La rentabilidad de los bonos del Estado alemán a 30 años subió hasta el 3,79 % la semana pasada, el nivel más alto desde 2011, ya que el ministro de Finanzas, Lars Klingbeil, atribuyó el aumento a la creciente incertidumbre global relacionada con el conflicto entre Estados Unidos e Irán.
Hablando en una conferencia de prensa en Schaan, Liechtenstein, Klingbeil afirmó que el reciente aumento de las tasas de interés refleja la reacción del mercado ante el compromiso militar de Donald Trump en Irán. Alemania, el emisor de referencia de la zona del euro, ha visto una mayor demanda de mayores yields ante las preocupaciones por la inflación relacionada con la prolongada confrontación.
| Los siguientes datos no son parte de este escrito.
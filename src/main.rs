// Copyright 2026 NudgeLink Contributors
//
// Licensed under the Apache License, Version 2.0 (the "License");
// you may not use this file except in compliance with the License.
// You may obtain a copy of the License at
//
//     http://www.apache.org/licenses/LICENSE-2.0
//
// Unless required by applicable law or agreed to in writing, software
// distributed under the License is distributed on an "AS IS" BASIS,
// WITHOUT WARRANTIES OR CONDITIONS OF ANY KIND, either express or implied.
// See the License for the specific language governing permissions and
// limitations under the License.

//! NudgeLink Desktop Application

use anyhow::Result;
use std::sync::Arc;
use tokio::io::{AsyncBufReadExt, BufReader};
use tracing::{error, info, warn};
use tracing_subscriber::{layer::SubscriberExt, util::SubscriberInitExt};

use nudgelink_desktop::bluetooth;
use nudgelink_desktop::config::Config;
use nudgelink_desktop::identity::DeviceIdentity;
use nudgelink_desktop::pairing::{self, EngineConfig, EngineHandle, PairingEngine};
use nudgelink_desktop::relay::RelayClient;
use nudgelink_desktop::state::AppState;
use nudgelink_desktop::storage::{DocumentStore, FirestoreStore, MemoryStore};

#[tokio::main]
async fn main() -> Result<()> {
    // Initialize logging
    tracing_subscriber::registry()
        .with(tracing_subscriber::fmt::layer())
        .with(
            tracing_subscriber::EnvFilter::from_default_env()
                .add_directive("nudgelink_desktop=info".parse().unwrap()),
        )
        .init();

    info!(
        "Starting NudgeLink Desktop v{}...",
        env!("CARGO_PKG_VERSION")
    );

    // Load configuration
    let config = Config::load()?;
    info!("Configuration loaded");

    // Load the local identity and messaging token
    let identity = DeviceIdentity::load(&config.data_dir)?;

    // Pick the document store backend
    let store: Arc<dyn DocumentStore> = match config.store.backend.as_str() {
        "firestore" => {
            if config.store.project_id.is_empty() {
                anyhow::bail!("store.backend is \"firestore\" but store.project_id is empty");
            }
            info!("Using Firestore project {}", config.store.project_id);
            Arc::new(FirestoreStore::new(
                config.store.project_id.clone(),
                config.store.bearer_token.clone(),
            ))
        }
        other => {
            if other != "memory" {
                warn!("Unknown store backend {:?}, falling back to memory", other);
            }
            info!("Using in-memory document store");
            Arc::new(MemoryStore::new())
        }
    };

    // Push-token registration: keep our user record's token current
    if let Err(e) = store
        .upsert_user(identity.user_id(), identity.messaging_token())
        .await
    {
        warn!("Token sync failed: {}", e);
    }

    let relay = RelayClient::new(
        config.relay.base_url.clone(),
        config.relay.bearer_token.clone(),
    );

    // Start the radio driver and the pairing engine
    let state = AppState::new();
    let (radio_tx, radio_rx) = bluetooth::spawn_radio(&config.bluetooth.device_name).await?;
    let engine = PairingEngine::spawn(
        store.clone(),
        Some(identity.user_id().to_string()),
        EngineConfig::from(&config.pairing),
        radio_tx,
        radio_rx,
        state.clone(),
    );
    info!("Pairing engine ready");

    // Surface the current pairing, if any
    match pairing::pair_status(store.as_ref(), identity.user_id()).await {
        Ok(Some(partner)) => {
            info!("Currently paired with {}", partner);
            state.set_partner(Some(partner));
        }
        Ok(None) => info!("Not paired yet"),
        Err(e) => warn!("Pair status check failed: {}", e),
    }

    // Push-style status updates for the console
    let mut status_rx = engine.status_updates();
    tokio::spawn(async move {
        while status_rx.changed().await.is_ok() {
            let status = status_rx.borrow_and_update().clone();
            info!("Pairing status: {}", status);
        }
    });

    print_help();

    let mut lines = BufReader::new(tokio::io::stdin()).lines();
    loop {
        tokio::select! {
            line = lines.next_line() => {
                match line? {
                    Some(line) => {
                        if !handle_line(
                            line.trim(),
                            &engine,
                            &identity,
                            store.as_ref(),
                            &relay,
                            &config,
                        )
                        .await
                        {
                            break;
                        }
                    }
                    None => break,
                }
            }
            _ = tokio::signal::ctrl_c() => {
                info!("Shutdown signal received");
                break;
            }
        }
    }

    let _ = engine.cancel().await;
    info!("NudgeLink Desktop stopped");
    Ok(())
}

fn print_help() {
    println!("Commands:");
    println!("  pair            start pairing with the nearby partner device");
    println!("  devices         list discovered devices");
    println!("  select <n>      connect to a discovered device by number or address");
    println!("  cancel          stop the current pairing session");
    println!("  status          show session, hardware and pairing state");
    println!("  send [message]  nudge the paired partner");
    println!("  unpair          dissolve the current pairing");
    println!("  quit            exit");
}

/// Dispatch one console line. Returns false when the app should exit.
async fn handle_line(
    line: &str,
    engine: &EngineHandle,
    identity: &DeviceIdentity,
    store: &dyn DocumentStore,
    relay: &RelayClient,
    config: &Config,
) -> bool {
    let (command, rest) = match line.split_once(char::is_whitespace) {
        Some((command, rest)) => (command, rest.trim()),
        None => (line, ""),
    };

    match command {
        "" => {}
        "help" => print_help(),
        "pair" => {
            if let Err(e) = engine.begin(identity.messaging_token()).await {
                println!("Cannot start pairing: {e}");
            }
        }
        "devices" => {
            let peers = engine.state().peers();
            if peers.is_empty() {
                println!("No devices discovered yet");
            }
            for (index, peer) in peers.iter().enumerate() {
                println!("  {}. {} [{}]", index + 1, peer.display_name(), peer.address);
            }
        }
        "select" => {
            let peers = engine.state().peers();
            let address = match rest.parse::<usize>() {
                Ok(number) if number >= 1 && number <= peers.len() => {
                    peers[number - 1].address.clone()
                }
                _ => rest.to_string(),
            };
            if let Err(e) = engine.select(&address).await {
                println!("Cannot connect: {e}");
            }
        }
        "cancel" => {
            let _ = engine.cancel().await;
        }
        "status" => {
            let state = engine.state();
            println!("Session:  {}", state.status());
            println!("Hardware: {}", state.hardware());
            println!("Exchanging: {}", state.is_exchanging());
            match state.partner() {
                Some(partner) => println!("Paired with: {partner}"),
                None => println!("Not paired"),
            }
        }
        "send" => {
            if !relay.is_configured() {
                println!("Relay is not configured (set relay.base_url)");
                return true;
            }
            let body = if rest.is_empty() { "Thinking of you!" } else { rest };
            match relay
                .send_notification(&config.relay.default_title, body)
                .await
            {
                Ok(_) => println!("Notification sent"),
                Err(e) => {
                    error!("Notification failed: {}", e);
                    println!("Notification failed: {e}");
                }
            }
        }
        "unpair" => match pairing::unpair(store, identity.user_id()).await {
            Ok(()) => {
                engine.state().set_partner(None);
                println!("Pairing removed");
            }
            Err(e) => println!("Unpair failed: {e}"),
        },
        "quit" | "exit" => return false,
        other => println!("Unknown command: {other} (try \"help\")"),
    }

    true
}
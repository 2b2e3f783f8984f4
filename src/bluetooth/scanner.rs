// Copyright 2026 NudgeLink Contributors
//
// Licensed under the Apache License, Version 2.0 (the "License");
// you may not use this file except in compliance with the License.
// You may obtain a copy of the License at
//
//     http://www.apache.org/licenses/LICENSE-2.0
//
// Unless required by applicable law or agreed to in writing, software
// distributed under the License is distributed on an "AS IS" BASIS,
// WITHOUT WARRANTIES OR CONDITIONS OF ANY KIND, either express or implied.
// See the License for the specific language governing permissions and
// limitations under the License.

//! Central role: filtered discovery and the remote token link.

use anyhow::{anyhow, bail, Context, Result};
use bluer::gatt::remote::{Characteristic, CharacteristicWriteRequest};
use bluer::gatt::{CharacteristicFlags, WriteOp};
use bluer::{Adapter, AdapterEvent, Address, Device};
use futures::StreamExt;
use std::collections::HashSet;
use std::time::Duration;
use tokio::sync::{mpsc, oneshot};
use tokio::task::JoinHandle;
use tracing::{debug, info, warn};

use super::ble_constants::{SERVICE_UUID, TOKEN_CHARACTERISTIC_UUID};
use super::driver::{DiscoveredPeer, RadioEvent, Role};

/// How long to wait for BlueZ to resolve remote services after connecting.
const SERVICE_RESOLVE_TIMEOUT: Duration = Duration::from_secs(10);

/// Running discovery. Stopping (or dropping) it ends the scan.
pub struct ScanTask {
    stop_tx: Option<oneshot::Sender<()>>,
    join: Option<JoinHandle<()>>,
}

impl ScanTask {
    pub async fn stop(mut self) {
        if let Some(tx) = self.stop_tx.take() {
            let _ = tx.send(());
        }
        if let Some(join) = self.join.take() {
            let _ = join.await;
        }
    }
}

impl Drop for ScanTask {
    fn drop(&mut self) {
        if let Some(tx) = self.stop_tx.take() {
            let _ = tx.send(());
        }
        if let Some(join) = self.join.take() {
            join.abort();
        }
    }
}

/// Start filtered discovery for the pairing service.
///
/// Peers advertising the service UUID are forwarded as `PeerDiscovered`;
/// everything else is ignored. Deduplication by address happens here as well
/// as in the session, since BlueZ can report a known device again.
pub fn start(adapter: Adapter, event_tx: mpsc::Sender<RadioEvent>) -> ScanTask {
    let (stop_tx, mut stop_rx) = oneshot::channel();

    let join = tokio::spawn(async move {
        let discovery = match adapter.discover_devices().await {
            Ok(stream) => stream,
            Err(e) => {
                warn!("Failed to start discovery: {}", e);
                return;
            }
        };
        futures::pin_mut!(discovery);
        info!("Scanning for devices...");

        let mut seen: HashSet<Address> = HashSet::new();

        loop {
            tokio::select! {
                _ = &mut stop_rx => break,
                event = discovery.next() => {
                    match event {
                        Some(AdapterEvent::DeviceAdded(addr)) => {
                            if !seen.insert(addr) {
                                continue;
                            }
                            match probe(&adapter, addr).await {
                                Ok(Some(peer)) => {
                                    debug!("Discovered peer {} ({})", peer.address, peer.display_name());
                                    let _ = event_tx.send(RadioEvent::PeerDiscovered(peer)).await;
                                }
                                Ok(None) => {}
                                Err(e) => debug!("Probe of {} failed: {}", addr, e),
                            }
                        }
                        Some(_) => {}
                        None => break,
                    }
                }
            }
        }
        debug!("Discovery stopped");
    });

    ScanTask {
        stop_tx: Some(stop_tx),
        join: Some(join),
    }
}

async fn probe(adapter: &Adapter, addr: Address) -> bluer::Result<Option<DiscoveredPeer>> {
    let device = adapter.device(addr)?;
    let uuids = device.uuids().await?.unwrap_or_default();
    if !uuids.contains(&SERVICE_UUID) {
        return Ok(None);
    }
    let name = device.name().await?;
    Ok(Some(DiscoveredPeer {
        address: addr.to_string(),
        name,
    }))
}

/// An established central-role link to the peer's token characteristic.
pub struct LinkHandle {
    device: Device,
    token_char: Characteristic,
    flags: CharacteristicFlags,
    notify_task: Option<JoinHandle<()>>,
}

impl LinkHandle {
    /// Write the local token to the peer, with response when supported.
    pub async fn write_token(&self, data: &[u8]) -> Result<()> {
        if self.flags.write {
            self.token_char
                .write_ext(
                    data,
                    &CharacteristicWriteRequest {
                        op_type: WriteOp::Request,
                        ..Default::default()
                    },
                )
                .await
                .context("token write failed")?;
        } else if self.flags.write_without_response {
            self.token_char
                .write_ext(
                    data,
                    &CharacteristicWriteRequest {
                        op_type: WriteOp::Command,
                        ..Default::default()
                    },
                )
                .await
                .context("token write failed")?;
        } else {
            bail!("token characteristic is not writable");
        }
        debug!("Token written to peer ({} bytes)", data.len());
        Ok(())
    }

    pub async fn disconnect(self) {
        if let Some(task) = self.notify_task {
            task.abort();
        }
        let _ = self.device.disconnect().await;
    }
}

/// Connect to a selected peer and wire up the token characteristic.
///
/// Emits `Linked` once the transport connects, subscribes to notifications,
/// issues an initial read, and reports `OutboundReady` so the engine can
/// push the local token.
pub async fn establish_link(
    adapter: &Adapter,
    addr: Address,
    event_tx: mpsc::Sender<RadioEvent>,
) -> Result<LinkHandle> {
    let device = adapter.device(addr)?;

    if !device.is_connected().await? {
        info!("Connecting to {}...", addr);
        device.connect().await.context("connect failed")?;
    }

    let _ = event_tx.send(RadioEvent::Linked { role: Role::Scanner }).await;

    wait_for_services(&device).await?;

    let token_char = find_token_characteristic(&device)
        .await?
        .ok_or_else(|| anyhow!("peer does not expose the token characteristic"))?;
    let flags = token_char.flags().await?;

    // Subscribe first so a notify-only peer can still deliver its token.
    let notify_task = if flags.notify {
        let stream = token_char.notify().await.context("subscribe failed")?;
        let event_tx = event_tx.clone();
        Some(tokio::spawn(async move {
            futures::pin_mut!(stream);
            while let Some(value) = stream.next().await {
                if value.is_empty() {
                    continue;
                }
                let _ = event_tx.send(RadioEvent::TokenArrived(value)).await;
            }
            // Stream end means the link is gone.
            let _ = event_tx.send(RadioEvent::Disconnected).await;
        }))
    } else {
        None
    };

    let _ = event_tx.send(RadioEvent::OutboundReady).await;

    if flags.read {
        match token_char.read().await {
            Ok(value) if !value.is_empty() => {
                let _ = event_tx.send(RadioEvent::TokenArrived(value)).await;
            }
            Ok(_) => debug!("Peer token read returned empty value"),
            Err(e) => warn!("Peer token read failed: {}", e),
        }
    }

    Ok(LinkHandle {
        device,
        token_char,
        flags,
        notify_task,
    })
}

async fn wait_for_services(device: &Device) -> Result<()> {
    let deadline = tokio::time::Instant::now() + SERVICE_RESOLVE_TIMEOUT;
    while !device.is_services_resolved().await? {
        if tokio::time::Instant::now() >= deadline {
            bail!("service discovery timed out");
        }
        tokio::time::sleep(Duration::from_millis(200)).await;
    }
    Ok(())
}

async fn find_token_characteristic(device: &Device) -> Result<Option<Characteristic>> {
    for service in device.services().await? {
        if service.uuid().await? != SERVICE_UUID {
            continue;
        }
        for characteristic in service.characteristics().await? {
            if characteristic.uuid().await? == TOKEN_CHARACTERISTIC_UUID {
                return Ok(Some(characteristic));
            }
        }
    }
    Ok(None)
}
// Copyright 2026 NudgeLink Contributors
//
// Licensed under the Apache License, Version 2.0 (the "License");
// you may not use this file except in compliance with the License.
// You may obtain a copy of the License at
//
//     http://www.apache.org/licenses/LICENSE-2.0
//
// Unless required by applicable law or agreed to in writing, software
// distributed under the License is distributed on an "AS IS" BASIS,
// WITHOUT WARRANTIES OR CONDITIONS OF ANY KIND, either express or implied.
// See the License for the specific language governing permissions and
// limitations under the License.

//! Token exchange engine.
//!
//! One task owns all session state. User intents, radio events and store
//! completions arrive on channels and are applied in order, so no two
//! transitions ever interleave. Completions carry the session epoch they
//! were started under and are discarded if the session has since changed.

use std::sync::Arc;
use std::time::Duration;
use tokio::sync::{mpsc, watch};
use tracing::{debug, info, warn};

use super::finalizer::{self, PairingOutcome};
use super::session::{FailureReason, PairingSession, SessionStatus};
use crate::bluetooth::{HardwareState, RadioCommand, RadioEvent, Role};
use crate::config::PairingConfig;
use crate::error::PairingError;
use crate::state::AppState;
use crate::storage::DocumentStore;

/// Process-wide hardware readiness, one flag per role. Never reset by a
/// session.
#[derive(Debug, Clone, Copy, Default)]
pub struct RadioReadiness {
    pub advertiser: bool,
    pub scanner: bool,
}

impl RadioReadiness {
    fn set(&mut self, role: Role, ready: bool) {
        match role {
            Role::Advertiser => self.advertiser = ready,
            Role::Scanner => self.scanner = ready,
        }
    }

    fn any(&self) -> bool {
        self.advertiser || self.scanner
    }
}

/// Engine tuning, taken from the config file.
#[derive(Debug, Clone)]
pub struct EngineConfig {
    pub retry_backoff: Duration,
    pub max_retries: u32,
    pub exchange_timeout: Duration,
}

impl Default for EngineConfig {
    fn default() -> Self {
        Self {
            retry_backoff: Duration::from_secs(2),
            max_retries: 3,
            exchange_timeout: Duration::from_secs(60),
        }
    }
}

impl From<&PairingConfig> for EngineConfig {
    fn from(config: &PairingConfig) -> Self {
        Self {
            retry_backoff: Duration::from_secs(config.retry_backoff_secs),
            max_retries: config.max_retries,
            exchange_timeout: Duration::from_secs(config.exchange_timeout_secs),
        }
    }
}

/// User intents accepted by the engine.
#[derive(Debug)]
enum Intent {
    Begin { token: String },
    Select { address: String },
    Cancel,
}

/// Everything the engine task reacts to.
#[derive(Debug)]
enum EngineEvent {
    Intent(Intent),
    Finalized { epoch: u64, outcome: PairingOutcome },
    RetryScan { epoch: u64 },
    SessionTimeout { epoch: u64 },
}

/// Cheap cloneable handle for issuing intents and watching status.
#[derive(Clone)]
pub struct EngineHandle {
    event_tx: mpsc::Sender<EngineEvent>,
    status_rx: watch::Receiver<SessionStatus>,
    state: Arc<AppState>,
}

impl EngineHandle {
    /// Start a pairing session with the local messaging token.
    ///
    /// An empty token is a validation error and starts nothing.
    pub async fn begin(&self, token: &str) -> Result<(), PairingError> {
        if token.trim().is_empty() {
            return Err(PairingError::EmptyToken);
        }
        self.send(Intent::Begin {
            token: token.to_string(),
        })
        .await
    }

    /// Connect to a previously discovered peer.
    pub async fn select(&self, address: &str) -> Result<(), PairingError> {
        if !self.state.has_peer(address) {
            return Err(PairingError::UnknownPeer(address.to_string()));
        }
        self.send(Intent::Select {
            address: address.to_string(),
        })
        .await
    }

    /// Stop the session. Safe from any state.
    pub async fn cancel(&self) -> Result<(), PairingError> {
        self.send(Intent::Cancel).await
    }

    /// Push-style status updates.
    pub fn status_updates(&self) -> watch::Receiver<SessionStatus> {
        self.status_rx.clone()
    }

    pub fn state(&self) -> &Arc<AppState> {
        &self.state
    }

    async fn send(&self, intent: Intent) -> Result<(), PairingError> {
        self.event_tx
            .send(EngineEvent::Intent(intent))
            .await
            .map_err(|_| PairingError::EngineClosed)
    }
}

/// The engine task state. Constructed and consumed by [`PairingEngine::spawn`].
pub struct PairingEngine {
    store: Arc<dyn DocumentStore>,
    local_user_id: Option<String>,
    config: EngineConfig,
    state: Arc<AppState>,
    radio_tx: mpsc::Sender<RadioCommand>,
    event_tx: mpsc::Sender<EngineEvent>,
    status_tx: watch::Sender<SessionStatus>,
    session: PairingSession,
    readiness: RadioReadiness,
    epoch: u64,
    retries_left: u32,
}
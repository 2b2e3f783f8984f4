// Copyright 2026 NudgeLink Contributors
//
// Licensed under the Apache License, Version 2.0 (the "License");
// you may not use this file except in compliance with the License.
// You may obtain a copy of the License at
//
//     http://www.apache.org/licenses/LICENSE-2.0
//
// Unless required by applicable law or agreed to in writing, software
// distributed under the License is distributed on an "AS IS" BASIS,
// WITHOUT WARRANTIES OR CONDITIONS OF ANY KIND, either express or implied.
// See the License for the specific language governing permissions and
// limitations under the License.

//! Peripheral role: GATT token service and advertisement.
//!
//! Serves one characteristic that answers reads with the current local
//! token, accepts the peer's token as a write, and pushes the local token to
//! a subscribing peer. Dropping the returned handle unregisters both the
//! service and the advertisement, which is how each new pairing cycle starts
//! from a clean slate.

use anyhow::Result;
use bluer::adv::{Advertisement, AdvertisementHandle};
use bluer::gatt::local::{
    Application, ApplicationHandle, Characteristic, CharacteristicNotify,
    CharacteristicNotifyMethod, CharacteristicRead, CharacteristicReadRequest, CharacteristicWrite,
    CharacteristicWriteMethod, CharacteristicWriteRequest, ReqError, Service,
};
use bluer::Adapter;
use std::sync::atomic::{AtomicBool, Ordering};
use std::sync::Arc;
use tokio::sync::{mpsc, Mutex};
use tracing::{debug, error, info};

use super::ble_constants::{SERVICE_UUID, TOKEN_CHARACTERISTIC_UUID};
use super::driver::{RadioEvent, Role};

/// Live advertisement cycle. Dropping it tears the service down.
pub struct AdvertiserHandle {
    notify_tx: mpsc::Sender<Vec<u8>>,
    _app_handle: ApplicationHandle,
    _adv_handle: AdvertisementHandle,
}

impl AdvertiserHandle {
    /// Queue a token push to the subscribed peer, if any.
    pub async fn notify_token(&self, token: Vec<u8>) {
        if self.notify_tx.send(token).await.is_err() {
            debug!("No active notification subscriber");
        }
    }
}

/// Register the GATT application and start advertising.
pub async fn register(
    adapter: &Adapter,
    local_name: String,
    token: Arc<parking_lot::RwLock<String>>,
    event_tx: mpsc::Sender<RadioEvent>,
) -> Result<AdvertiserHandle> {
    // One flag per cycle: the first central interaction of any kind counts
    // as the link coming up.
    let linked = Arc::new(AtomicBool::new(false));

    let read_char = {
        let token = token.clone();
        let event_tx = event_tx.clone();
        let linked = linked.clone();

        CharacteristicRead {
            read: true,
            fun: Box::new(move |_req: CharacteristicReadRequest| {
                let token = token.clone();
                let event_tx = event_tx.clone();
                let linked = linked.clone();
                Box::pin(async move {
                    mark_linked(&linked, &event_tx).await;
                    let value = token.read().clone();
                    if value.is_empty() {
                        return Err(ReqError::Failed);
                    }
                    debug!("Answering token read ({} bytes)", value.len());
                    Ok(value.into_bytes())
                })
            }),
            ..Default::default()
        }
    };

    let write_char = {
        let event_tx = event_tx.clone();
        let linked = linked.clone();

        CharacteristicWrite {
            write: true,
            write_without_response: true,
            method: CharacteristicWriteMethod::Fun(Box::new(
                move |data: Vec<u8>, _req: CharacteristicWriteRequest| {
                    let event_tx = event_tx.clone();
                    let linked = linked.clone();
                    Box::pin(async move {
                        mark_linked(&linked, &event_tx).await;
                        debug!("Token write received ({} bytes)", data.len());
                        let _ = event_tx.send(RadioEvent::TokenArrived(data)).await;
                        Ok(())
                    })
                },
            )),
            ..Default::default()
        }
    };

    let (notify_tx, notify_rx) = mpsc::channel::<Vec<u8>>(8);
    let notify_rx = Arc::new(Mutex::new(notify_rx));

    let notify_char = {
        let token = token.clone();
        let event_tx = event_tx.clone();
        let linked = linked.clone();

        CharacteristicNotify {
            notify: true,
            method: CharacteristicNotifyMethod::Fun(Box::new(move |mut notifier| {
                let token = token.clone();
                let event_tx = event_tx.clone();
                let linked = linked.clone();
                let notify_rx = notify_rx.clone();

                Box::pin(async move {
                    mark_linked(&linked, &event_tx).await;

                    // Peer subscribed: push our token right away.
                    let value = token.read().clone();
                    if !value.is_empty() {
                        if let Err(e) = notifier.notify(value.into_bytes()).await {
                            error!("Failed to notify token on subscribe: {}", e);
                            return;
                        }
                    }

                    loop {
                        let data = {
                            let mut rx = notify_rx.lock().await;
                            rx.recv().await
                        };

                        match data {
                            Some(data) => {
                                if let Err(e) = notifier.notify(data).await {
                                    error!("Failed to send token notification: {}", e);
                                    break;
                                }
                            }
                            None => break,
                        }
                    }
                    debug!("Token notification loop exited");
                })
            })),
            ..Default::default()
        }
    };

    let service = Service {
        uuid: SERVICE_UUID,
        primary: true,
        characteristics: vec![Characteristic {
            uuid: TOKEN_CHARACTERISTIC_UUID,
            read: Some(read_char),
            write: Some(write_char),
            notify: Some(notify_char),
            ..Default::default()
        }],
        ..Default::default()
    };

    let app = Application {
        services: vec![service],
        ..Default::default()
    };

    let app_handle = adapter.serve_gatt_application(app).await?;

    let advertisement = Advertisement {
        advertisement_type: bluer::adv::Type::Peripheral,
        service_uuids: vec![SERVICE_UUID].into_iter().collect(),
        discoverable: Some(true),
        local_name: Some(local_name),
        ..Default::default()
    };
    let adv_handle = adapter.advertise(advertisement).await?;

    info!("GATT token service registered and advertising");

    Ok(AdvertiserHandle {
        notify_tx,
        _app_handle: app_handle,
        _adv_handle: adv_handle,
    })
}

async fn mark_linked(linked: &AtomicBool, event_tx: &mpsc::Sender<RadioEvent>) {
    if !linked.swap(true, Ordering::SeqCst) {
        let _ = event_tx
            .send(RadioEvent::Linked {
                role: Role::Advertiser,
            })
            .await;
    }
}
// Copyright 2026 NudgeLink Contributors
//
// Licensed under the Apache License, Version 2.0 (the "License");
// you may not use this file except in compliance with the License.
// You may obtain a copy of the License at
//
//     http://www.apache.org/licenses/LICENSE-2.0
//
// Unless required by applicable law or agreed to in writing, software
// distributed under the License is distributed on an "AS IS" BASIS,
// WITHOUT WARRANTIES OR CONDITIONS OF ANY KIND, either express or implied.
// See the License for the specific language governing permissions and
// limitations under the License.

//! BLE service and characteristic UUIDs for NudgeLink.

use uuid::Uuid;

/// NudgeLink pairing GATT service UUID. Both devices advertise and scan for
/// this one fixed service.
pub const SERVICE_UUID: Uuid = Uuid::from_u128(0x3d6a4f2e_9c1b_4e8d_a57f_6b21d08f35c4);

/// Token exchange characteristic UUID.
/// Properties: Read, Write, Write Without Response, Notify
pub const TOKEN_CHARACTERISTIC_UUID: Uuid = Uuid::from_u128(0x7f9c2b41_85d3_4a6e_b9f0_1c47e6a2d598);

/// Local name carried in the advertisement.
pub const ADVERTISED_NAME: &str = "NudgeLink";
// Copyright 2026 NudgeLink Contributors
//
// Licensed under the Apache License, Version 2.0 (the "License");
// you may not use this file except in compliance with the License.
// You may obtain a copy of the License at
//
//     http://www.apache.org/licenses/LICENSE-2.0
//
// Unless required by applicable law or agreed to in writing, software
// distributed under the License is distributed on an "AS IS" BASIS,
// WITHOUT WARRANTIES OR CONDITIONS OF ANY KIND, either express or implied.
// See the License for the specific language governing permissions and
// limitations under the License.

//! Pairing module.
//!
//! The token exchange engine, its session state and the finalizer that
//! turns a completed exchange into a persisted pairing.

mod engine;
mod finalizer;
mod session;

pub use engine::{EngineConfig, EngineHandle, PairingEngine, RadioReadiness};
pub use finalizer::{finalize, pair_status, unpair, PairingOutcome};
pub use session::{FailureReason, PairingSession, SessionStatus};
El domingo, Alemania vendió un bono a 30 años con un rendimiento no visto en 15 años, lo que pone de manifiesto la magnitud de la medida. La última emisión de bonos sigue a seis meses de conflicto intermitente entre Estados Unidos e Irán, que ha incluido ataques contra embarcaciones en el estrecho de Ormuz, a pesar de una pausa en los ataques aéreos militares directos.
Los comentarios del ministro se hicieron durante una reunión con los ministros de Finanzas de los países de habla alemana, destacando las repercusiones regionales más amplias de las tensiones geopolíticas.